All lines holding the word "FeatureTransformer" should be located in the records and copied.

| Information shown |
—————

pub mod store;
pub mod value;

pub use store::{CacheEntryInfo, CacheStore};
pub use value::{CacheShape, CacheValue};

// Re-export common types for convenience
pub use orgscan_core::{OrgScanError, Result};
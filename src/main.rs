/// Benchmark Operator plugin
///
/// A Rust-based plugin for deploying the benchmark-operator to a Kubernetes
/// cluster and kicking off benchmark runs from CR files.
mod benchmark;
mod config;
mod operator;
mod steps;
mod utils;

use anyhow::{Context, Result};
use clap::{Parser, Subcommand};
use std::path::{Path, PathBuf};
use tokio::io::AsyncReadExt;
use tracing::{error, info};
use tracing_subscriber::{layer::SubscriberExt, util::SubscriberInitExt};

use crate::benchmark::BenchmarkRunner;
use crate::config::PluginConfig;
use crate::operator::OperatorManager;
use crate::steps::{CrParams, InputParams, StepOutput};

#[derive(Parser)]
#[command(name = "benchmark-operator-plugin")]
#[command(about = "Deploy the benchmark-operator and run benchmarks on Kubernetes", long_about = None)]
struct Cli {
    #[command(subcommand)]
    command: Commands,

    /// Configuration file path (built-in defaults when omitted)
    #[arg(short, long)]
    config: Option<PathBuf>,

    /// Enable verbose logging
    #[arg(short, long)]
    verbose: bool,
}

#[derive(Subcommand)]
enum Commands {
    /// Deploy the benchmark-operator
    Start {
        /// Step parameters file (YAML or JSON; use - for stdin)
        #[arg(short, long, default_value = "params.yaml")]
        params: PathBuf,
    },

    /// Remove the benchmark-operator
    Stop {
        /// Step parameters file (YAML or JSON; use - for stdin)
        #[arg(short, long, default_value = "params.yaml")]
        params: PathBuf,
    },

    /// Apply a benchmark CR and start a run
    Cr {
        /// Step parameters file (YAML or JSON; use - for stdin)
        #[arg(short, long, default_value = "cr-params.yaml")]
        params: PathBuf,
    },

    /// List the registered steps
    Steps,

    /// Generate example parameter files
    Init,
}

#[tokio::main]
async fn main() {
    let cli = Cli::parse();

    // Initialize tracing on stderr; stdout carries the step result JSON
    let log_level = if cli.verbose { "debug" } else { "info" };
    tracing_subscriber::registry()
        .with(
            tracing_subscriber::EnvFilter::try_from_default_env()
                .unwrap_or_else(|_| format!("benchmark_operator_plugin={}", log_level).into()),
        )
        .with(tracing_subscriber::fmt::layer().with_writer(std::io::stderr))
        .init();

    // Execute command
    let result = match cli.command {
        Commands::Start { ref params } => run_step(&cli, "start", params).await.map(Some),
        Commands::Stop { ref params } => run_step(&cli, "stop", params).await.map(Some),
        Commands::Cr { ref params } => run_step(&cli, "cr", params).await.map(Some),
        Commands::Steps => list_steps().map(|_| None),
        Commands::Init => init_params().await.map(|_| None),
    };

    match result {
        Ok(Some(output)) if !output.is_success() => std::process::exit(1),
        Ok(_) => {}
        Err(e) => {
            error!("Error: {:#}", e);
            std::process::exit(1);
        }
    }
}

/// Run one registered step and print its result as JSON on stdout
async fn run_step(cli: &Cli, id: &str, params_path: &Path) -> Result<StepOutput> {
    let config =
        PluginConfig::load(cli.config.as_deref()).context("Failed to load configuration")?;

    check_step_prerequisites(&config, id).await?;

    let params = read_params(params_path).await.with_context(|| {
        format!(
            "Failed to read step parameters from {}",
            params_path.display()
        )
    })?;

    let output = steps::dispatch(&config, id, params).await?;

    println!("{}", serde_json::to_string_pretty(&output)?);
    Ok(output)
}

/// Check that the tools a step shells out to are available
async fn check_step_prerequisites(config: &PluginConfig, id: &str) -> Result<()> {
    match id {
        "start" | "stop" => OperatorManager::check_make_installed(&config.make_bin)
            .await
            .context("make is required"),
        "cr" => BenchmarkRunner::check_kubectl_installed(&config.kubectl_bin)
            .await
            .context("kubectl is required"),
        _ => Ok(()),
    }
}

/// Read step parameters from a YAML or JSON file, or stdin when the path
/// is `-`.
async fn read_params(path: &Path) -> Result<serde_json::Value> {
    let raw = if path == Path::new("-") {
        let mut buffer = String::new();
        tokio::io::stdin().read_to_string(&mut buffer).await?;
        buffer
    } else {
        tokio::fs::read_to_string(path).await?
    };

    let params = serde_yaml::from_str(&raw)?;
    Ok(params)
}

/// List the registered steps
fn list_steps() -> Result<()> {
    info!("Registered steps:");
    for step in steps::STEPS {
        info!("  {} - {}", step.id, step.name);
        info!("      {}", step.description);
    }
    Ok(())
}

/// Generate example parameter files for the steps
async fn init_params() -> Result<()> {
    write_example(Path::new("params.yaml"), &InputParams::example()).await?;
    write_example(Path::new("cr-params.yaml"), &CrParams::example()).await?;

    info!("");
    info!("Next steps:");
    info!("  1. Point the kubeconfig fields at your cluster credentials");
    info!("  2. Deploy the operator:");
    info!("     benchmark-operator-plugin start");
    info!("  3. Run a benchmark:");
    info!("     benchmark-operator-plugin cr");

    Ok(())
}

/// Write one example parameter file, refusing to overwrite
async fn write_example<T: serde::Serialize>(path: &Path, example: &T) -> Result<()> {
    if path.exists() {
        anyhow::bail!("Parameter file already exists: {}", path.display());
    }

    let yaml = serde_yaml::to_string(example)?;
    tokio::fs::write(path, yaml)
        .await
        .with_context(|| format!("Failed to write {}", path.display()))?;

    info!("Example parameters created: {}", path.display());
    Ok(())
}
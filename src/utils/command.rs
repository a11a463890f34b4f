/// External command execution with captured output
use std::ffi::{OsStr, OsString};
use std::path::{Path, PathBuf};
use std::process::ExitStatus;

use anyhow::{Context, Result};
use serde::Deserialize;
use thiserror::Error;
use tokio::process::Command;
use tracing::debug;

/// How the child's environment is derived from the overrides.
#[derive(Debug, Clone, Copy, Default, PartialEq, Eq, Deserialize)]
#[serde(rename_all = "lowercase")]
pub enum EnvPolicy {
    /// The overrides are the child's entire environment. Tools that need
    /// inherited variables (PATH and friends) must be given them explicitly.
    #[default]
    Replace,
    /// The overrides are layered over the inherited environment.
    Merge,
}

/// A failed external command: display name, exit code, captured output.
///
/// The `Display` form is the error string handed to callers verbatim.
#[derive(Debug, Clone, PartialEq, Eq, Error)]
#[error("{program} failed with return code {code}:\n{output}")]
pub struct CommandFailure {
    /// Display name of the command (argv[0]).
    pub program: String,
    /// Child exit code; the negative signal number if signal-terminated.
    pub code: i32,
    /// Combined stdout/stderr captured from the child.
    pub output: String,
}

/// Outcome of running an [`Invocation`].
#[derive(Debug, Clone, PartialEq, Eq)]
pub enum RunOutcome {
    /// Child exited 0; carries the combined captured output.
    Success { output: String },
    /// Child exited non-zero.
    Failure(CommandFailure),
}

/// One external command invocation: argv, working directory, environment.
///
/// Builder methods consume and return the request; a finished invocation is
/// immutable.
#[derive(Debug, Clone)]
pub struct Invocation {
    argv: Vec<OsString>,
    current_dir: Option<PathBuf>,
    env: Vec<(OsString, OsString)>,
    env_policy: EnvPolicy,
}

impl Invocation {
    /// Create an invocation of `program` with no arguments.
    pub fn new<S: AsRef<OsStr>>(program: S) -> Self {
        Self {
            argv: vec![program.as_ref().to_os_string()],
            current_dir: None,
            env: Vec::new(),
            env_policy: EnvPolicy::default(),
        }
    }

    /// Add a single argument
    pub fn arg<S: AsRef<OsStr>>(mut self, arg: S) -> Self {
        self.argv.push(arg.as_ref().to_os_string());
        self
    }

    /// Add multiple arguments
    pub fn args<I, S>(mut self, args: I) -> Self
    where
        I: IntoIterator<Item = S>,
        S: AsRef<OsStr>,
    {
        self.argv
            .extend(args.into_iter().map(|arg| arg.as_ref().to_os_string()));
        self
    }

    /// Set the child's working directory (inherited when unset)
    pub fn current_dir<P: AsRef<Path>>(mut self, dir: P) -> Self {
        self.current_dir = Some(dir.as_ref().to_path_buf());
        self
    }

    /// Set an environment variable override
    pub fn env<K, V>(mut self, key: K, value: V) -> Self
    where
        K: AsRef<OsStr>,
        V: AsRef<OsStr>,
    {
        self.env
            .push((key.as_ref().to_os_string(), value.as_ref().to_os_string()));
        self
    }

    /// Point the child's KUBECONFIG at a credentials file
    pub fn kubeconfig(self, path: &Path) -> Self {
        self.env("KUBECONFIG", path)
    }

    /// Choose how the overrides combine with the inherited environment
    pub fn env_policy(mut self, policy: EnvPolicy) -> Self {
        self.env_policy = policy;
        self
    }

    /// Display name for error reporting (argv[0]).
    pub fn program(&self) -> String {
        self.argv[0].to_string_lossy().into_owned()
    }

    /// Run the command and classify its exit.
    ///
    /// Blocks the calling task until the child exits. Stdout and stderr are
    /// captured into one combined buffer (stdout first); nothing is streamed
    /// to the terminal. A non-zero exit is not an `Err`, it comes back as
    /// [`RunOutcome::Failure`]. `Err` is reserved for spawn-level problems
    /// such as a missing program or working directory.
    pub async fn run(&self) -> Result<RunOutcome> {
        let program = self.program();
        debug!("Running command: {:?}", self.argv);

        let mut command = Command::new(&self.argv[0]);
        command.args(&self.argv[1..]);
        if let Some(dir) = &self.current_dir {
            command.current_dir(dir);
        }
        if self.env_policy == EnvPolicy::Replace {
            command.env_clear();
        }
        for (key, value) in &self.env {
            command.env(key, value);
        }

        let output = command
            .output()
            .await
            .with_context(|| format!("failed to run {}", program))?;

        let combined = combine_output(&output.stdout, &output.stderr);

        if output.status.success() {
            Ok(RunOutcome::Success { output: combined })
        } else {
            Ok(RunOutcome::Failure(CommandFailure {
                program,
                code: exit_code(output.status),
                output: combined,
            }))
        }
    }
}

/// Combined child output: stdout followed by stderr.
fn combine_output(stdout: &[u8], stderr: &[u8]) -> String {
    let mut combined = String::from_utf8_lossy(stdout).into_owned();
    combined.push_str(&String::from_utf8_lossy(stderr));
    combined
}

/// Exit code of a finished child.
///
/// A signal-terminated child has no code; report the negative signal number
/// as subprocess conventions do.
fn exit_code(status: ExitStatus) -> i32 {
    #[cfg(unix)]
    {
        use std::os::unix::process::ExitStatusExt;
        status
            .code()
            .or_else(|| status.signal().map(|signal| -signal))
            .unwrap_or(-1)
    }
    #[cfg(not(unix))]
    {
        status.code().unwrap_or(-1)
    }
}

/// Check if a command-line tool is installed
pub async fn check_tool_installed(
    tool: &str,
    version_args: &[&str],
    install_url: &str,
) -> Result<()> {
    let outcome = Invocation::new(tool)
        .args(version_args)
        .env_policy(EnvPolicy::Merge)
        .run()
        .await;

    match outcome {
        Ok(RunOutcome::Success { .. }) => Ok(()),
        _ => anyhow::bail!(
            "{} is not installed or not in PATH. Please install from {}",
            tool,
            install_url
        ),
    }
}
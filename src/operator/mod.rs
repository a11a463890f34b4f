/// Benchmark Operator lifecycle
///
/// Deploys and removes the benchmark-operator by driving `make deploy` and
/// `make undeploy` inside the operator checkout. The caller's kubeconfig
/// arrives as a string and is materialized to a temp file for the duration
/// of the command, handed over through the KUBECONFIG variable.
use std::path::Path;

use anyhow::Result;
use tracing::info;

use crate::config::PluginConfig;
use crate::steps::{InputParams, into_step_output, StepOutput};
use crate::utils::command::{self, Invocation};
use crate::utils::files;

pub struct OperatorManager {
    config: PluginConfig,
}

impl OperatorManager {
    pub fn new(config: PluginConfig) -> Self {
        Self { config }
    }

    /// Check if make is installed
    pub async fn check_make_installed(make_bin: &str) -> Result<()> {
        command::check_tool_installed(
            make_bin,
            &["--version"],
            "https://www.gnu.org/software/make/",
        )
        .await
    }

    /// Deploy the benchmark-operator to the cluster.
    pub async fn start(&self, params: &InputParams) -> Result<StepOutput> {
        info!("Importing kubeconfig...");
        let kubeconfig = files::materialize("kubeconfig", &params.kubeconfig)?;

        info!("Starting benchmark-operator...");
        let outcome = self.make("deploy", kubeconfig.path()).run().await;
        let output = into_step_output(outcome, "Benchmark Operator successfully deployed!");

        if output.is_success() {
            info!("Benchmark-operator deployment complete");
        }
        Ok(output)
    }

    /// Remove the benchmark-operator from the cluster.
    pub async fn stop(&self, params: &InputParams) -> Result<StepOutput> {
        info!("Importing kubeconfig...");
        let kubeconfig = files::materialize("kubeconfig", &params.kubeconfig)?;

        info!("Stopping benchmark-operator...");
        let outcome = self.make("undeploy", kubeconfig.path()).run().await;
        let output = into_step_output(outcome, "Benchmark Operator successfully removed!");

        if output.is_success() {
            info!("Benchmark-operator removed");
        }
        Ok(output)
    }

    fn make(&self, target: &str, kubeconfig_path: &Path) -> Invocation {
        Invocation::new(&self.config.make_bin)
            .arg(target)
            .current_dir(&self.config.operator_dir)
            .kubeconfig(kubeconfig_path)
            .env_policy(self.config.environment)
    }
}
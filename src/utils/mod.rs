/// Shared command-execution and file helpers
pub mod command;
pub mod files;
#[cfg(test)]
pub mod testing;
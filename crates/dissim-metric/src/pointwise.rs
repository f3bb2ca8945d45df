//! Lock-step (pointwise) distances over equal-length sequences.

use crate::error::MetricError;

fn check_lengths(a: &[f64], b: &[f64]) -> Result<(), MetricError> {
    if a.len() != b.len() {
        return Err(MetricError::LengthMismatch {
            left: a.len(),
            right: b.len(),
        });
    }
    Ok(())
}

/// Sum of squared differences.
///
/// # Errors
///
/// Returns [`MetricError::LengthMismatch`] if the lengths differ.
pub fn sq_euclidean(a: &[f64], b: &[f64]) -> Result<f64, MetricError> {
    check_lengths(a, b)?;
    Ok(a.iter().zip(b).map(|(x, y)| (x - y).powi(2)).sum())
}

/// Euclidean (L2) distance.
///
/// # Errors
///
/// Returns [`MetricError::LengthMismatch`] if the lengths differ.
pub fn euclidean(a: &[f64], b: &[f64]) -> Result<f64, MetricError> {
    sq_euclidean(a, b).map(f64::sqrt)
}

/// Manhattan (L1, city block) distance.
///
/// # Errors
///
/// Returns [`MetricError::LengthMismatch`] if the lengths differ.
pub fn manhattan(a: &[f64], b: &[f64]) -> Result<f64, MetricError> {
    check_lengths(a, b)?;
    Ok(a.iter().zip(b).map(|(x, y)| (x - y).abs()).sum())
}

/// Cosine distance `1 - a·b / (|a| |b|)`.
///
/// A zero-norm input is treated as orthogonal to everything (distance 1).
///
/// # Errors
///
/// Returns [`MetricError::LengthMismatch`] if the lengths differ.
pub fn cosine(a: &[f64], b: &[f64]) -> Result<f64, MetricError> {
    check_lengths(a, b)?;
    let dot: f64 = a.iter().zip(b).map(|(x, y)| x * y).sum();
    let norm_a = a.iter().map(|x| x * x).sum::<f64>().sqrt();
    let norm_b = b.iter().map(|x| x * x).sum::<f64>().sqrt();
    if norm_a == 0.0 || norm_b == 0.0 {
        return Ok(1.0);
    }
    // Rounding can push the similarity a hair outside [-1, 1].
    Ok((1.0 - dot / (norm_a * norm_b)).clamp(0.0, 2.0))
}

/// Euclidean distance that skips coordinates missing in either sequence and
/// rescales by the fraction present:
///
/// ```text
/// d = sqrt(n / n_present * Σ_present (a_i - b_i)²)
/// ```
///
/// Returns NaN when no coordinate is present in both sequences.
///
/// # Errors
///
/// Returns [`MetricError::LengthMismatch`] if the lengths differ.
pub fn nan_euclidean(a: &[f64], b: &[f64]) -> Result<f64, MetricError> {
    check_lengths(a, b)?;
    let (sum, present) = a
        .iter()
        .zip(b)
        .filter(|(x, y)| !x.is_nan() && !y.is_nan())
        .fold((0.0, 0usize), |(s, c), (x, y)| (s + (x - y).powi(2), c + 1));
    if present == 0 {
        return Ok(f64::NAN);
    }
    let weight = a.len() as f64 / present as f64;
    Ok((weight * sum).sqrt())
}
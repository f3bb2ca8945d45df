//! Configuration builder for [`FeatureTransformer`].

use dissim_metric::MetricParams;

use crate::error::EmbedError;
use crate::metric::MetricSpec;
use crate::transformer::FeatureTransformer;

/// Configuration for a single-channel transformer.
///
/// Construct via [`TransformerConfig::new`], then chain `with_*` methods to
/// override defaults. A built transformer never sees later changes.
///
/// # Defaults
///
/// | Parameter         | Default                |
/// |-------------------|------------------------|
/// | `n_components`    | 30 ([`Default`] only)  |
/// | `copy_prototypes` | true                   |
/// | `metric`          | `euclidean`            |
/// | `metric_params`   | empty                  |
/// | `random_state`    | none (entropy-seeded)  |
/// | `n_jobs`          | none (sequential)      |
#[derive(Debug, Clone)]
pub struct TransformerConfig {
    pub(crate) n_components: usize,
    pub(crate) copy_prototypes: bool,
    pub(crate) metric: MetricSpec,
    pub(crate) metric_params: MetricParams,
    pub(crate) random_state: Option<u64>,
    pub(crate) n_jobs: Option<i32>,
}

impl TransformerConfig {
    /// Default number of prototypes.
    pub const DEFAULT_N_COMPONENTS: usize = 30;

    /// Create a configuration selecting `n_components` prototypes.
    ///
    /// # Errors
    ///
    /// | Variant | Condition |
    /// |---|---|
    /// | [`EmbedError::InvalidComponents`] | `n_components` is zero |
    pub fn new(n_components: usize) -> Result<Self, EmbedError> {
        if n_components == 0 {
            return Err(EmbedError::InvalidComponents { n_components });
        }
        Ok(Self {
            n_components,
            copy_prototypes: true,
            metric: MetricSpec::default(),
            metric_params: MetricParams::new(),
            random_state: None,
            n_jobs: None,
        })
    }

    /// Copy selected rows into owned storage (`true`) or keep shared views
    /// of the fit-time matrix (`false`).
    #[must_use]
    pub fn with_copy_prototypes(mut self, copy_prototypes: bool) -> Self {
        self.copy_prototypes = copy_prototypes;
        self
    }

    /// Set the distance measure.
    #[must_use]
    pub fn with_metric(mut self, metric: impl Into<MetricSpec>) -> Self {
        self.metric = metric.into();
        self
    }

    /// Set the parameters passed to every metric call.
    #[must_use]
    pub fn with_metric_params(mut self, metric_params: MetricParams) -> Self {
        self.metric_params = metric_params;
        self
    }

    /// Seed prototype selection. `None` draws a fresh seed from OS entropy.
    #[must_use]
    pub fn with_random_state(mut self, random_state: Option<u64>) -> Self {
        self.random_state = random_state;
        self
    }

    /// Set the parallelism degree. See [`crate::Parallelism`] for the mapping.
    #[must_use]
    pub fn with_n_jobs(mut self, n_jobs: Option<i32>) -> Self {
        self.n_jobs = n_jobs;
        self
    }

    /// Return the number of prototypes selected at fit.
    #[must_use]
    pub fn n_components(&self) -> usize {
        self.n_components
    }

    /// Return whether prototypes are copied.
    #[must_use]
    pub fn copy_prototypes(&self) -> bool {
        self.copy_prototypes
    }

    /// Return the metric specification.
    #[must_use]
    pub fn metric(&self) -> &MetricSpec {
        &self.metric
    }

    /// Return the metric parameters.
    #[must_use]
    pub fn metric_params(&self) -> &MetricParams {
        &self.metric_params
    }

    /// Return the selection seed.
    #[must_use]
    pub fn random_state(&self) -> Option<u64> {
        self.random_state
    }

    /// Return the parallelism degree.
    #[must_use]
    pub fn n_jobs(&self) -> Option<i32> {
        self.n_jobs
    }

    /// Build a transformer from this configuration.
    ///
    /// # Errors
    ///
    /// | Variant | Condition |
    /// |---|---|
    /// | [`EmbedError::InvalidJobs`] | `n_jobs` is `Some(0)` |
    /// | [`EmbedError::ThreadPool`] | The worker pool cannot be created |
    pub fn build(self) -> Result<FeatureTransformer, EmbedError> {
        FeatureTransformer::new(self)
    }
}

impl Default for TransformerConfig {
    fn default() -> Self {
        Self {
            n_components: Self::DEFAULT_N_COMPONENTS,
            copy_prototypes: true,
            metric: MetricSpec::default(),
            metric_params: MetricParams::new(),
            random_state: None,
            n_jobs: None,
        }
    }
}
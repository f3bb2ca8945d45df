//! Distance primitives for dissimilarity-space embedding.
//!
//! Pure math library with no I/O. Every metric follows one contract:
//! `distance(a, b, params) -> Result<f64, MetricError>` over plain `f64`
//! slices that may carry NaN for missing observations. Metrics are looked up
//! by name through [`MetricKind`].

mod constraint;
mod dtw;
mod error;
mod kind;
mod params;
mod pointwise;
mod preprocess;

pub use constraint::BandConstraint;
pub use dtw::{Dtw, fast_dtw};
pub use error::MetricError;
pub use kind::MetricKind;
pub use params::{MetricParams, ParamValue};
pub use pointwise::{cosine, euclidean, manhattan, nan_euclidean, sq_euclidean};
pub use preprocess::{first_difference, strip_nan, trim_trailing_nan};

—————

| Result of this task |
//! Configuration builder for [`FeatureTransformer`].
use crate::transformer::FeatureTransformer;
    pub fn build(self) -> Result<FeatureTransformer, EmbedError> {
        FeatureTransformer::new(self)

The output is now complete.